Hi, I need a video upscaling solution to enhance some old family videos. As much as I’d love to use a FOSS program, I can’t find anything that comes close to Topaz Video AI.
I purchased the license and I’ve been battling with the application for a week trying to get it running on Linux. I’ve tried Wine, Bottles, Lutris, ProtonGE and tinkering with prefixes.
I’ve read on the Topaz community forums that people have got it working previously on Linux, but I’ve been unable to replicate their setup.
On the forums they said it takes a performance hit on Linux, but I’m willing to deal with that to avoid Windows. In the end I may have to purchase a copy of Windows for the first time in over decade to run this app, but I’m not going to give up without a good effort.

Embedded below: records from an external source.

#[cfg(test)]
mod tests {
    use super::*;
    use crate::commands::{parse_message, ParseResult};
    use crate::repository::NewJob;
    use crate::store::SqliteRepository;
    use crate::traits::ChatUser;

    fn setup() -> (SqliteRepository, JobWorkflowService) {
        let repo = SqliteRepository::open_in_memory().unwrap();
        let service = JobWorkflowService::new(
            Arc::new(repo.clone()),
            EventHub::new(),
            &CommandsConfig::default(),
        );
        (repo, service)
    }

    fn cmd(text: &str, phone: Option<&str>) -> Command {
        let ParseResult::Command(command) = parse_message(text, '!') else {
            panic!("not a command: {}", text);
        };
        let mut sender = ChatUser::new("@whatsapp_x:bridge").with_name("Budi");
        if let Some(phone) = phone {
            sender = sender.with_phone(phone);
        }
        command.from_sender(&sender, "!dm:example")
    }

    #[test]
    fn test_normalize_phone() {
        assert_eq!(normalize_phone("+62 811-11", "62").as_deref(), Some("6281111"));
        assert_eq!(normalize_phone("081111", "62").as_deref(), Some("6281111"));
        assert_eq!(normalize_phone("6281111", "62").as_deref(), Some("6281111"));
        assert_eq!(normalize_phone("12345", "62"), None);
        assert_eq!(normalize_phone("abc", "62"), None);
    }

    #[tokio::test]
    async fn test_register_twice_reports_pending() {
        let (repo, service) = setup();
        let first = service.register(cmd("!register Budi Santoso", Some("081111"))).await.unwrap();
        assert!(first.contains("waiting for admin approval"));
        assert!(first.contains("Budi Santoso"));

        let second = service.register(cmd("!register Budi", Some("6281111"))).await.unwrap();
        assert!(second.contains("already pending"));
        assert!(repo.find_pending_registration("6281111").await.unwrap().is_some());
    }

    #[tokio::test]
    async fn test_register_existing_technician() {
        let (repo, service) = setup();
        repo.insert_technician("6281111", "Budi").unwrap();
        let reply = service.register(cmd("!register", Some("6281111"))).await.unwrap();
        assert!(reply.contains("already registered"));
    }

    #[tokio::test]
    async fn test_register_falls_back_to_display_name() {
        let (repo, service) = setup();
        service.register(cmd("!register", Some("6281111"))).await.unwrap();
        let pending = repo.find_pending_registration("6281111").await.unwrap().unwrap();
        assert_eq!(pending.name, "Budi");
    }

    #[tokio::test]
    async fn test_commands_without_phone_link() {
        let (_repo, service) = setup();
        let reply = service.claim(cmd("!claim JOB1", None)).await.unwrap();
        assert!(reply.contains("not linked"));
    }

    #[tokio::test]
    async fn test_claim_requires_registration() {
        let (repo, service) = setup();
        repo.insert_job(&NewJob {
            job_number: "JOB1".into(),
            title: "Fix".into(),
            ..NewJob::default()
        })
        .unwrap();
        let reply = service.claim(cmd("!claim JOB1", Some("6289999"))).await.unwrap();
        assert!(reply.contains("not registered"));
    }

    #[tokio::test]
    async fn test_claim_usage_and_unknown_job() {
        let (repo, service) = setup();
        repo.insert_technician("6281111", "Budi").unwrap();
        let usage = service.claim(cmd("!claim", Some("6281111"))).await.unwrap();
        assert!(usage.starts_with("Usage: !claim"));
        let missing = service.claim(cmd("!claim NOPE", Some("6281111"))).await.unwrap();
        assert_eq!(missing, "Job NOPE not found.");
    }

    #[tokio::test]
    async fn test_start_someone_elses_job() {
        let (repo, service) = setup();
        repo.insert_technician("6281111", "Budi").unwrap();
        repo.insert_technician("6282222", "Sari").unwrap();
        repo.insert_job(&NewJob {
            job_number: "A".into(),
            title: "Fix".into(),
            ..NewJob::default()
        })
        .unwrap();
        service.claim(cmd("!claim A", Some("6281111"))).await.unwrap();

        let reply = service.start(cmd("!start A", Some("6282222"))).await.unwrap();
        assert_eq!(reply, "Job A is not yours.");
        service.start(cmd("!start A", Some("6281111"))).await.unwrap();
        let again = service.start(cmd("!start A", Some("6281111"))).await.unwrap();
        assert_eq!(again, "Job A is already started.");
    }

    #[tokio::test]
    async fn test_claim_publishes_event() {
        let (repo, service) = setup();
        let mut rx = service.events.subscribe();
        repo.insert_technician("6281111", "Budi").unwrap();
        repo.insert_job(&NewJob {
            job_number: "A".into(),
            title: "Fix".into(),
            ..NewJob::default()
        })
        .unwrap();
        service.claim(cmd("!claim A", Some("6281111"))).await.unwrap();

        match rx.recv().await.unwrap() {
            LiveEvent::JobClaimed { data } => {
                assert_eq!(data.job_number, "A");
                assert_eq!(data.technician_name, "Budi");
            }
            other => panic!("unexpected event {:?}", other),
        }
    }

    #[tokio::test]
    async fn test_list_open_jobs_empty_and_bounded() {
        let repo = SqliteRepository::open_in_memory().unwrap();
        let config = CommandsConfig {
            list_limit: 2,
            ..CommandsConfig::default()
        };
        let service = JobWorkflowService::new(Arc::new(repo.clone()), EventHub::new(), &config);
        assert_eq!(
            service.list_open_jobs(cmd("!jobs", None)).await.unwrap(),
            "No open jobs right now."
        );

        for n in ["J1", "J2", "J3"] {
            repo.insert_job(&NewJob {
                job_number: n.into(),
                title: "Survey".into(),
                customer_name: Some("PT Maju".into()),
                ..NewJob::default()
            })
            .unwrap();
        }
        let reply = service.list_open_jobs(cmd("!jobs", None)).await.unwrap();
        assert!(reply.starts_with("Open jobs (2):"));
        assert!(reply.contains("(PT Maju)"));
    }

    #[tokio::test]
    async fn test_stats_counts() {
        let (repo, service) = setup();
        repo.insert_technician("6281111", "Budi").unwrap();
        repo.insert_job(&NewJob {
            job_number: "A".into(),
            title: "Fix".into(),
            ..NewJob::default()
        })
        .unwrap();
        service.claim(cmd("!claim A", Some("6281111"))).await.unwrap();
        let reply = service.stats(cmd("!stats", Some("6281111"))).await.unwrap();
        assert_eq!(reply, "Stats for Budi: 1 total, 0 completed, 1 active.");
    }

    #[tokio::test]
    async fn test_register_handlers_binds_aliases() {
        let (_repo, service) = setup();
        let mut registry = CommandRegistry::new();
        register_handlers(&mut registry, Arc::new(service));
        for name in ["register", "jobs", "myjobs", "claim", "start", "complete", "stats"] {
            assert!(registry.contains(name), "missing {}", name);
        }
    }
}
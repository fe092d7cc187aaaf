// ABOUTME: Routes inbound chat messages to command handlers and sends exactly one reply each.
// ABOUTME: Per-sender serial queues keep reply order; built-ins (ping/help/status/info) live here.

use std::collections::{HashMap, HashSet};
use std::sync::{Arc, Mutex};
use tokio::sync::mpsc;

use crate::commands::{parse_message, Command, CommandRegistry, ParseResult};
use crate::config::CommandsConfig;
use crate::connection::Messenger;
use crate::metrics::Counters;
use crate::status::{format_uptime, StatusSource};
use crate::traits::InboundMessage;

pub const GENERIC_ERROR_REPLY: &str =
    "Sorry, something went wrong while handling that command. Please try again later.";

const BUILTIN_USAGE: [(&str, &str); 4] = [
    ("ping", "ping - check that the bot is alive"),
    ("help", "help - show this list"),
    ("status", "status - connection status and uptime"),
    ("info", "info - bot account details"),
];

pub struct CommandRouter {
    registry: Arc<CommandRegistry>,
    messenger: Arc<dyn Messenger>,
    status: Arc<dyn StatusSource>,
    counters: Arc<Counters>,
    marker: char,
    self_allowed: HashSet<String>,
    platform: String,
    queues: Mutex<HashMap<String, mpsc::UnboundedSender<InboundMessage>>>,
}

impl CommandRouter {
    pub fn new(
        registry: CommandRegistry,
        messenger: Arc<dyn Messenger>,
        status: Arc<dyn StatusSource>,
        counters: Arc<Counters>,
        config: &CommandsConfig,
        platform: impl Into<String>,
    ) -> Self {
        if registry.is_empty() {
            tracing::warn!("No command handlers registered; only built-ins will answer");
        }
        Self {
            registry: Arc::new(registry),
            messenger,
            status,
            counters,
            marker: config.marker.chars().next().unwrap_or('!'),
            self_allowed: config
                .self_allowed
                .iter()
                .map(|verb| verb.trim_start_matches(|c: char| !c.is_alphanumeric()).to_lowercase())
                .collect(),
            platform: platform.into(),
            queues: Mutex::new(HashMap::new()),
        }
    }

    /// Drain the inbound stream until the connection manager goes away
    pub async fn run(self: Arc<Self>, mut inbound: mpsc::Receiver<InboundMessage>) {
        while let Some(message) = inbound.recv().await {
            self.enqueue(message);
        }
        tracing::info!("Inbound stream closed; command router stopped");
    }

    /// Queue a message behind earlier ones from the same sender
    pub fn enqueue(self: &Arc<Self>, message: InboundMessage) {
        let key = message.sender.id.clone();
        let mut queues = self
            .queues
            .lock()
            .unwrap_or_else(|poisoned| poisoned.into_inner());

        let message = match queues.get(&key) {
            Some(tx) => match tx.send(message) {
                Ok(()) => return,
                Err(mpsc::error::SendError(message)) => message,
            },
            None => message,
        };

        let (tx, rx) = mpsc::unbounded_channel();
        // Receiver is alive; cannot fail
        let _ = tx.send(message);
        queues.insert(key.clone(), tx);
        drop(queues);

        let router = Arc::clone(self);
        tokio::spawn(async move { router.drain(key, rx).await });
    }

    /// Number of senders with a worker running
    pub fn active_peers(&self) -> usize {
        self.queues
            .lock()
            .unwrap_or_else(|poisoned| poisoned.into_inner())
            .len()
    }

    async fn drain(&self, key: String, mut rx: mpsc::UnboundedReceiver<InboundMessage>) {
        loop {
            let next = {
                let mut queues = self
                    .queues
                    .lock()
                    .unwrap_or_else(|poisoned| poisoned.into_inner());
                match rx.try_recv() {
                    Ok(message) => Some(message),
                    Err(_) => {
                        // Removal under the lock: enqueue never sees a dead sender
                        queues.remove(&key);
                        None
                    }
                }
            };
            match next {
                Some(message) => self.handle(message).await,
                None => break,
            }
        }
    }

    /// Handle one message to completion, including its reply
    pub async fn handle(&self, message: InboundMessage) {
        let Some(text) = message.body.extract_text() else {
            tracing::trace!(event = %message.event_id, "Ignoring message without text");
            return;
        };

        let command = match parse_message(text, self.marker) {
            ParseResult::Command(command) => command.from_sender(&message.sender, &message.chat_id),
            ParseResult::Message(_) => {
                tracing::debug!(
                    sender = %message.sender.id,
                    chat = %message.chat_id,
                    "Ignoring non-command message"
                );
                return;
            }
            ParseResult::Ignore => return,
        };

        if message.is_self && !self.self_allowed.contains(command.name()) {
            tracing::trace!(verb = %command.verb, "Ignoring own command outside allow-list");
            return;
        }

        self.counters.record_command();
        tracing::info!(
            verb = %command.verb,
            args = command.args.len(),
            sender = %message.sender.id,
            "Dispatching command"
        );

        let reply = self.dispatch(command).await;
        self.reply(&message.chat_id, &reply).await;
    }

    async fn dispatch(&self, command: Command) -> String {
        let name = self.registry.canonical(command.name()).to_string();

        if let Some(reply) = self.builtin(&name) {
            self.counters.record_verb(&name);
            return reply;
        }

        let Some(handler) = self.registry.get(&name) else {
            tracing::debug!(verb = %command.verb, "Unrecognized command");
            return format!(
                "Unrecognized command {}. Send {}help for the list of commands.",
                command.verb, self.marker
            );
        };
        self.counters.record_verb(&name);

        // Own task so a panicking handler cannot take the router down
        let verb = command.verb.clone();
        match tokio::spawn(async move { handler.handle(command).await }).await {
            Ok(Ok(reply)) => reply,
            Ok(Err(e)) => {
                tracing::error!(verb = %verb, error = ?e, "Command handler failed");
                crate::metrics::record_error("handler");
                GENERIC_ERROR_REPLY.to_string()
            }
            Err(e) => {
                tracing::error!(verb = %verb, panicked = e.is_panic(), error = %e, "Command handler aborted");
                crate::metrics::record_error("handler_panic");
                GENERIC_ERROR_REPLY.to_string()
            }
        }
    }

    fn builtin(&self, name: &str) -> Option<String> {
        match name {
            "ping" => Some("pong".to_string()),
            "help" => Some(self.help()),
            "status" => {
                let snapshot = self.status.snapshot();
                Some(format!(
                    "Connection: {}\nUptime: {}\nCommands handled: {}",
                    snapshot.status,
                    format_uptime(snapshot.uptime_seconds),
                    snapshot.command_count
                ))
            }
            "info" => {
                let snapshot = self.status.snapshot();
                let account = match snapshot.user {
                    Some(user) => match user.name {
                        Some(name) => format!("{} ({})", user.id, name),
                        None => user.id,
                    },
                    None => "not connected".to_string(),
                };
                Some(format!(
                    "fieldbot {} on {}\nAccount: {}",
                    env!("CARGO_PKG_VERSION"),
                    self.platform,
                    account
                ))
            }
            _ => None,
        }
    }

    fn help(&self) -> String {
        let mut lines = vec!["Available commands:".to_string()];
        lines.extend(
            BUILTIN_USAGE
                .iter()
                .map(|(_, usage)| format!("{}{}", self.marker, usage)),
        );
        lines.extend(self.registry.usage_lines().map(str::to_string));
        lines.join("\n")
    }

    /// Send the reply; on failure try one generic error reply
    async fn reply(&self, chat_id: &str, text: &str) {
        let Err(e) = self.messenger.send(chat_id, text).await else {
            return;
        };
        tracing::warn!(chat = %chat_id, error = %e, "Reply delivery failed");
        if let Err(e) = self.messenger.send(chat_id, GENERIC_ERROR_REPLY).await {
            tracing::error!(chat = %chat_id, error = %e, "Error reply also undeliverable");
        }
    }
}
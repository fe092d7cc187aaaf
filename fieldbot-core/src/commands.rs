// ABOUTME: Command parsing and the verb -> handler registry for chat commands
// ABOUTME: Platform-agnostic: `!verb arg arg` in, a handler that produces reply text out

use anyhow::Result;
use async_trait::async_trait;
use std::collections::HashMap;
use std::future::Future;
use std::sync::Arc;

use crate::traits::ChatUser;

/// A parsed command plus who sent it and where the reply goes
#[derive(Debug, Clone, PartialEq, Eq)]
pub struct Command {
    /// Lowercase verb including the marker (e.g. "!claim")
    pub verb: String,
    /// Whitespace-split arguments; no quoting
    pub args: Vec<String>,
    /// Argument text as typed, after the verb
    pub raw_args: String,
    pub sender_id: String,
    pub sender_name: Option<String>,
    pub sender_phone: Option<String>,
    pub chat_id: String,
}

impl Command {
    pub fn new(verb: impl Into<String>, args: Vec<String>, raw_args: impl Into<String>) -> Self {
        Self {
            verb: verb.into(),
            args,
            raw_args: raw_args.into(),
            sender_id: String::new(),
            sender_name: None,
            sender_phone: None,
            chat_id: String::new(),
        }
    }

    /// Attach sender context from an inbound message
    pub fn from_sender(mut self, sender: &ChatUser, chat_id: impl Into<String>) -> Self {
        self.sender_id = sender.id.clone();
        self.sender_name = sender.display_name.clone();
        self.sender_phone = sender.phone.clone();
        self.chat_id = chat_id.into();
        self
    }

    /// Verb without the marker, used for registry lookup
    pub fn name(&self) -> &str {
        let mut chars = self.verb.chars();
        chars.next();
        chars.as_str()
    }

    pub fn first_arg(&self) -> Option<&str> {
        self.args.first().map(|s| s.as_str())
    }

    pub fn arg(&self, index: usize) -> Option<&str> {
        self.args.get(index).map(|s| s.as_str())
    }

    /// Argument text following the first `n` arguments, spacing preserved
    pub fn rest_after(&self, n: usize) -> Option<&str> {
        let mut rest = self.raw_args.as_str();
        for _ in 0..n {
            rest = rest.trim_start();
            let end = rest.find(char::is_whitespace).unwrap_or(rest.len());
            rest = &rest[end..];
        }
        let rest = rest.trim();
        (!rest.is_empty()).then_some(rest)
    }
}

/// Result of parsing a message
#[derive(Debug, Clone, PartialEq, Eq)]
pub enum ParseResult {
    Command(Command),
    /// Regular conversation; never answered
    Message(String),
    /// Empty message
    Ignore,
}

/// Parse chat text with the given command marker.
///
/// - anything starting with the marker is a command; the verb is the first
///   whitespace token, whatever it contains (`!123` and `!!x` are verbs too)
/// - empty text is ignored
pub fn parse_message(body: &str, marker: char) -> ParseResult {
    let trimmed = body.trim();
    if trimmed.is_empty() {
        return ParseResult::Ignore;
    }

    let Some(after_marker) = trimmed.strip_prefix(marker) else {
        return ParseResult::Message(trimmed.to_string());
    };

    let (name, raw_args) = match after_marker.split_once(char::is_whitespace) {
        Some((name, rest)) => (name, rest.trim()),
        None => (after_marker, ""),
    };
    let args = raw_args.split_whitespace().map(str::to_string).collect();
    let verb = format!("{}{}", marker, name.to_lowercase());

    ParseResult::Command(Command::new(verb, args, raw_args))
}

/// Produces the reply text for a command.
///
/// `Ok` carries user-facing text, including business-rule refusals.
/// `Err` is reserved for infrastructure failures; the router answers
/// those with a generic message and logs the detail.
#[async_trait]
pub trait CommandHandler: Send + Sync {
    async fn handle(&self, command: Command) -> Result<String>;
}

#[async_trait]
impl<F, Fut> CommandHandler for F
where
    F: Fn(Command) -> Fut + Send + Sync,
    Fut: Future<Output = Result<String>> + Send + 'static,
{
    async fn handle(&self, command: Command) -> Result<String> {
        (self)(command).await
    }
}

/// Bind a method-style handler to a shared service
pub fn route<S, F, Fut>(service: &Arc<S>, f: F) -> impl CommandHandler + 'static
where
    S: Send + Sync + 'static,
    F: Fn(Arc<S>, Command) -> Fut + Send + Sync + 'static,
    Fut: Future<Output = Result<String>> + Send + 'static,
{
    let service = Arc::clone(service);
    move |command: Command| f(Arc::clone(&service), command)
}

/// Verb -> handler table. Names are stored without the marker.
#[derive(Default)]
pub struct CommandRegistry {
    handlers: HashMap<String, Arc<dyn CommandHandler>>,
    aliases: HashMap<String, String>,
    /// Registration order, for help output
    usage: Vec<(String, String)>,
}

impl CommandRegistry {
    pub fn new() -> Self {
        Self::default()
    }

    pub fn register<H>(&mut self, name: &str, usage: &str, handler: H)
    where
        H: CommandHandler + 'static,
    {
        let name = name.to_lowercase();
        if self.handlers.insert(name.clone(), Arc::new(handler)).is_some() {
            tracing::warn!(command = %name, "Command handler replaced");
            self.usage.retain(|(n, _)| n != &name);
        }
        self.usage.push((name, usage.to_string()));
    }

    /// Make `alias` resolve to an already registered name
    pub fn alias(&mut self, alias: &str, target: &str) {
        self.aliases
            .insert(alias.to_lowercase(), target.to_lowercase());
    }

    /// Resolve aliases to the canonical name
    pub fn canonical<'a>(&'a self, name: &'a str) -> &'a str {
        self.aliases.get(name).map(|s| s.as_str()).unwrap_or(name)
    }

    pub fn get(&self, name: &str) -> Option<Arc<dyn CommandHandler>> {
        self.handlers.get(self.canonical(name)).cloned()
    }

    pub fn contains(&self, name: &str) -> bool {
        self.handlers.contains_key(self.canonical(name))
    }

    /// Usage lines in registration order
    pub fn usage_lines(&self) -> impl Iterator<Item = &str> {
        self.usage.iter().map(|(_, usage)| usage.as_str())
    }

    pub fn len(&self) -> usize {
        self.handlers.len()
    }

    pub fn is_empty(&self) -> bool {
        self.handlers.is_empty()
    }
}
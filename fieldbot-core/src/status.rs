// ABOUTME: Periodic status snapshots: written atomically to disk for other processes
// ABOUTME: and pushed to the live event hub; also renders uptime for chat replies and the CLI.

use anyhow::{Context, Result};
use chrono::{DateTime, Utc};
use serde::{Deserialize, Serialize};
use std::path::{Path, PathBuf};
use std::sync::Arc;
use std::time::{Duration, Instant};
use tokio::sync::watch;
use tokio_util::sync::CancellationToken;

use crate::connection::{ConnectionManager, ConnectionState};
use crate::events::{ConnectionStateData, EventHub, LiveEvent};
use crate::metrics::{Counters, MessageCounters};

#[derive(Debug, Clone, PartialEq, Eq, Serialize, Deserialize)]
pub struct SnapshotUser {
    pub id: String,
    pub name: Option<String>,
    pub phone: Option<String>,
}

/// Cross-process status record, rebuilt every publish tick
#[derive(Debug, Clone, PartialEq, Serialize, Deserialize)]
#[serde(rename_all = "camelCase")]
pub struct StatusSnapshot {
    pub connected: bool,
    pub user: Option<SnapshotUser>,
    pub status: String,
    pub last_update: DateTime<Utc>,
    pub uptime_seconds: u64,
    pub command_count: u64,
    #[serde(default)]
    pub messages: MessageCounters,
}

/// Anything that can produce a status snapshot on demand
pub trait StatusSource: Send + Sync {
    fn snapshot(&self) -> StatusSnapshot;
}

/// Samples the live connection and counters
pub struct StatusSampler {
    connection: Arc<ConnectionManager>,
    counters: Arc<Counters>,
    started: Instant,
}

impl StatusSampler {
    pub fn new(connection: Arc<ConnectionManager>, counters: Arc<Counters>) -> Self {
        Self {
            connection,
            counters,
            started: Instant::now(),
        }
    }
}

impl StatusSource for StatusSampler {
    fn snapshot(&self) -> StatusSnapshot {
        let state = self.connection.state();
        let user = self.connection.identity().map(|identity| SnapshotUser {
            id: identity.id,
            name: identity.name,
            phone: identity.phone,
        });
        StatusSnapshot {
            connected: state.is_open(),
            user,
            status: state.to_string(),
            last_update: Utc::now(),
            uptime_seconds: self.started.elapsed().as_secs(),
            command_count: self.counters.command_count(),
            messages: self.counters.messages(),
        }
    }
}

/// Write the snapshot as JSON via a temp file and rename
pub async fn write_snapshot(path: &Path, snapshot: &StatusSnapshot) -> Result<()> {
    if let Some(parent) = path.parent() {
        tokio::fs::create_dir_all(parent)
            .await
            .context("Failed to create status directory")?;
    }
    let json = serde_json::to_vec_pretty(snapshot)?;
    let tmp = path.with_extension("json.tmp");
    tokio::fs::write(&tmp, json)
        .await
        .with_context(|| format!("Failed to write {}", tmp.display()))?;
    tokio::fs::rename(&tmp, path)
        .await
        .with_context(|| format!("Failed to replace {}", path.display()))?;
    Ok(())
}

/// Read the last snapshot written by a running gateway
pub fn read_snapshot(path: &Path) -> Result<Option<StatusSnapshot>> {
    let data = match std::fs::read(path) {
        Ok(data) => data,
        Err(e) if e.kind() == std::io::ErrorKind::NotFound => return Ok(None),
        Err(e) => return Err(e).with_context(|| format!("Failed to read {}", path.display())),
    };
    let snapshot = serde_json::from_slice(&data)
        .with_context(|| format!("Malformed status snapshot at {}", path.display()))?;
    Ok(Some(snapshot))
}

/// "1d 2h 3m 4s", dropping leading zero units
pub fn format_uptime(seconds: u64) -> String {
    let days = seconds / 86_400;
    let hours = (seconds % 86_400) / 3_600;
    let minutes = (seconds % 3_600) / 60;
    let secs = seconds % 60;
    if days > 0 {
        format!("{}d {}h {}m {}s", days, hours, minutes, secs)
    } else if hours > 0 {
        format!("{}h {}m {}s", hours, minutes, secs)
    } else if minutes > 0 {
        format!("{}m {}s", minutes, secs)
    } else {
        format!("{}s", secs)
    }
}

pub struct StatusPublisher {
    source: Arc<dyn StatusSource>,
    events: EventHub,
    path: PathBuf,
    interval: Duration,
    latest: watch::Sender<Option<StatusSnapshot>>,
}

impl StatusPublisher {
    pub fn new(
        source: Arc<dyn StatusSource>,
        events: EventHub,
        path: impl Into<PathBuf>,
        interval: Duration,
    ) -> Self {
        let (latest, _) = watch::channel(None);
        Self {
            source,
            events,
            path: path.into(),
            interval: interval.max(Duration::from_secs(1)),
            latest,
        }
    }

    /// Most recent published snapshot
    pub fn latest(&self) -> Option<StatusSnapshot> {
        self.latest.borrow().clone()
    }

    pub fn watch_latest(&self) -> watch::Receiver<Option<StatusSnapshot>> {
        self.latest.subscribe()
    }

    pub async fn publish_once(&self) -> Result<StatusSnapshot> {
        let snapshot = self.source.snapshot();
        write_snapshot(&self.path, &snapshot).await?;
        self.latest.send_replace(Some(snapshot.clone()));
        self.events.publish(LiveEvent::StatusSnapshot {
            data: snapshot.clone(),
        });
        Ok(snapshot)
    }

    /// Publish on every tick and immediately on connection state changes
    pub async fn run(
        self: Arc<Self>,
        mut states: watch::Receiver<ConnectionState>,
        cancel: CancellationToken,
    ) {
        let mut ticker = tokio::time::interval(self.interval);
        ticker.set_missed_tick_behavior(tokio::time::MissedTickBehavior::Skip);

        loop {
            tokio::select! {
                _ = cancel.cancelled() => break,
                _ = ticker.tick() => {}
                changed = states.changed() => {
                    if changed.is_err() {
                        break;
                    }
                    let state = states.borrow_and_update().clone();
                    let detail = match &state {
                        ConnectionState::Failed { reason } => Some(reason.clone()),
                        _ => None,
                    };
                    self.events.publish(LiveEvent::ConnectionState {
                        data: ConnectionStateData {
                            state: state.as_str().to_string(),
                            detail,
                            at: Utc::now(),
                        },
                    });
                }
            }

            if let Err(e) = self.publish_once().await {
                tracing::warn!(error = %e, path = %self.path.display(), "Status publish failed");
            }
        }

        // Final snapshot so readers see the shutdown
        if let Err(e) = self.publish_once().await {
            tracing::debug!(error = %e, "Final status publish failed");
        }
        tracing::info!("Status publisher stopped");
    }
}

Does anyone have any experience with this application or know of a similar application working on Linux? I’m also willing to run older versions of the client just to use it, anything but a Windows install please!
Thank you!
You could use
ffmpeg
or python to split the video into a sequence of images and an audio file, then AI upscale the images using Upscayl, and finally combine the upscaled images and audio back into a video, usingffmpeg
.I’ve seen issues in the past where the audio would be out-of-sync when recombining the frames because ffmpeg wouldn’t output the right number of frames, so someone wrote a python script to split the video into frames and apparently it works correctly.
Also see: https://superuser.com/questions/1758192/how-can-i-split-a-video-into-frames-and-then-reassemble-it-with-the-audio-too
This probably won’t work well because you will want stability between images. An upscaler that isn’t video-aware will result in lots of distracting flickering.
Off topic but that one answer on superuser looks a lot like it was AI generated.
Wow, I didn’t think of that. Thank you!
Wouldn’t you lose a lot of quality during decode/encode?
Not really, because you can output to png so decoding is lossless, and since your AI upscaled images are of a much higher quality, the resultant video would be a higher quality video as well.